START Exercise input

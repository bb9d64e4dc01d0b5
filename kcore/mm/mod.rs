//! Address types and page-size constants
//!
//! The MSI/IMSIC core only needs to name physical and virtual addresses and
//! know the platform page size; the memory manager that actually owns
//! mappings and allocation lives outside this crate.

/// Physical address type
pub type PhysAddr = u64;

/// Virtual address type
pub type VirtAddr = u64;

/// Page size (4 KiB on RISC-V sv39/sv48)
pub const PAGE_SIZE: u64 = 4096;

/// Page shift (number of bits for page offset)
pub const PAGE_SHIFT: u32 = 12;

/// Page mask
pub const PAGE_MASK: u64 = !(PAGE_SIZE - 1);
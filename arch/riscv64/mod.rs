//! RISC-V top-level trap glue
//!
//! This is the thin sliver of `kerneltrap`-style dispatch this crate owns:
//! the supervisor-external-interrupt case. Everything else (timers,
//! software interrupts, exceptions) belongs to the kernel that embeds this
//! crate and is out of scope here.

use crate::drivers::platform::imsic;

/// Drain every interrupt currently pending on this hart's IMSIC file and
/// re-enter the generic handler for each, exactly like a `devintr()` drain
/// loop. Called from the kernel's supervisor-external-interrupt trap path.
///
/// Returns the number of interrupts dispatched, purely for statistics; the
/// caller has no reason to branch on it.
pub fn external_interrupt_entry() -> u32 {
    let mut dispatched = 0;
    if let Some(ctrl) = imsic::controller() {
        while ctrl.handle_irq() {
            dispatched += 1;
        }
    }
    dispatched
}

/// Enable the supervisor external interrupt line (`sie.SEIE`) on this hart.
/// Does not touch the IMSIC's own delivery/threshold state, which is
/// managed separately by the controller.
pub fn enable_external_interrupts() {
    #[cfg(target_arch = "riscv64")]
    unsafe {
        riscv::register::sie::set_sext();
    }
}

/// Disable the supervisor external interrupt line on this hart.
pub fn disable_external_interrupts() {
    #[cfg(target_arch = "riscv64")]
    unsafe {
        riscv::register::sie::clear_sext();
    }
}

END Exercise input

▶ About this task
Could every entry above be printed again, word for word?

▶ Response to this task
repository bb9d64e4dc01d0b5
filename kcore/mm/mod.rs
//! Address types and page-size constants
//!
//! The MSI/IMSIC core only needs to name physical and virtual addresses and
//! know the platform page size; the memory manager that actually owns
//! mappings and allocation lives outside this crate.

/// Physical address type
pub type PhysAddr = u64;

/// Virtual address type
pub type VirtAddr = u64;

/// Page size (4 KiB on RISC-V sv39/sv48)
pub const PAGE_SIZE: u64 = 4096;

/// Page shift (number of bits for page offset)
pub const PAGE_SHIFT: u32 = 12;

/// Page mask
pub const PAGE_MASK: u64 = !(PAGE_SIZE - 1);
filename arch/riscv64/mod.rs
//! RISC-V top-level trap glue
//!
//! This is the thin sliver of `kerneltrap`-style dispatch this crate owns:
//! the supervisor-external-interrupt case. Everything else (timers,
//! software interrupts, exceptions) belongs to the kernel that embeds this
//! crate and is out of scope here.

use crate::drivers::platform::imsic;

/// Drain every interrupt currently pending on this hart's IMSIC file and
/// re-enter the generic handler for each, exactly like a `devintr()` drain
/// loop. Called from the kernel's supervisor-external-interrupt trap path.
///
/// Returns the number of interrupts dispatched, purely for statistics; the
/// caller has no reason to branch on it.
pub fn external_interrupt_entry() -> u32 {
    let mut dispatched = 0;
    if let Some(ctrl) = imsic::controller() {
        while ctrl.handle_irq() {
            dispatched += 1;
        }
    }
    dispatched
}

/// Enable the supervisor external interrupt line (`sie.SEIE`) on this hart.
/// Does not touch the IMSIC's own delivery/threshold state, which is
/// managed separately by the controller.
pub fn enable_external_interrupts() {
    #[cfg(target_arch = "riscv64")]
    unsafe {
        riscv::register::sie::set_sext();
    }
}

/// Disable the supervisor external interrupt line on this hart.
pub fn disable_external_interrupts() {
    #[cfg(target_arch = "riscv64")]
    unsafe {
        riscv::register::sie::clear_sext();
    }
}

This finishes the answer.